Implementing safe and effective SDD relies on the identification of specific team members responsible for its delivery. “The SDD checklist should be presented as a tool that addresses multiple facets of the patient care pathway, ensuring safe patient recovery, education, and follow-up. Ideally, the process of completing the checklist enhances communication between staff and physicians on patient-specific concerns,” noted the pathway authors.

A DAPT regimen involving a P2Y12i must be at the forefront of the checklist and the electronic health record should confirm prescriptions for aspirin and statin therapy, as well as a referral to cardiac rehabilitation.

The ACC writing committee also emphasized the need for administrative support for SDD and the SDD checklist.

“It is the belief of the working group that implementing this checklist, and thus likely widening the pool of patients who can be identified as candidates for safe SDD, will lead to greater patient satisfaction and awareness as well as increased savings within facilities,” stated the writing committee. “Implementation of this checklist also provides institutions with an opportunity to carry out quality evaluations as data from the checklist can be used to inform the evolution of future checklists and protocols in SDD for PCI.”

This ECDP was approved by the American College of Cardiology Clinical Policy Approval Committee.

Disclosures: Some of the writing committee members reported affiliations with medical device companies. Please see the original reference for a full list of disclosures.

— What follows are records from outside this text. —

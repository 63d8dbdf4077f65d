//! Storage Engine Port
//!
//! The leader's local engine as seen by the replication core.

use crate::domain::entities::{
    EnumNamespacesOpts, NamespaceDef, ReplicationState, Snapshot, SnapshotOpts,
};
use crate::domain::errors::Result;
use async_trait::async_trait;

/// Read-only view of the local storage engine.
///
/// The replication core never mutates leader data: it enumerates
/// namespaces, reads their replication state and asks for snapshots
/// bounded by the follower's watermark.
#[async_trait]
pub trait StorageEngine: Send + Sync {
    /// List local namespaces.
    async fn enum_namespaces(&self, opts: EnumNamespacesOpts) -> Result<Vec<NamespaceDef>>;

    /// Replication state of a namespace. `NamespaceNotFound` when absent.
    async fn get_repl_state(&self, ns: &str) -> Result<ReplicationState>;

    /// Snapshot starting after `opts.from`, or a full one when it is empty
    /// or no longer reachable through the log.
    async fn get_snapshot(&self, ns: &str, opts: SnapshotOpts) -> Result<Snapshot>;
}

  1. Rao SV, Vidovich MI, Gilchrist IC, et al. 2021 ACC expert consensus decision pathway on same-day discharge after percutaneous coronary intervention: A report of the American College of Cardiology Solution Set Oversight Committee. J Am Coll Cardiol.
  2. Levine GN, Bates ER, Blankenship JC, et al. 2015 ACC/AHA/SCAI focused update on primary percutaneous coronary intervention for patients with ST-elevation myocardial infarction: An update of the 2011 ACCF/AHA/SCAI guideline for percutaneous coronary intervention and the 2013 ACCF/AHA guideline for the management of ST-elevation myocardial infarction. J Am Coll Cardiol. 2016;67(10):1235-1250.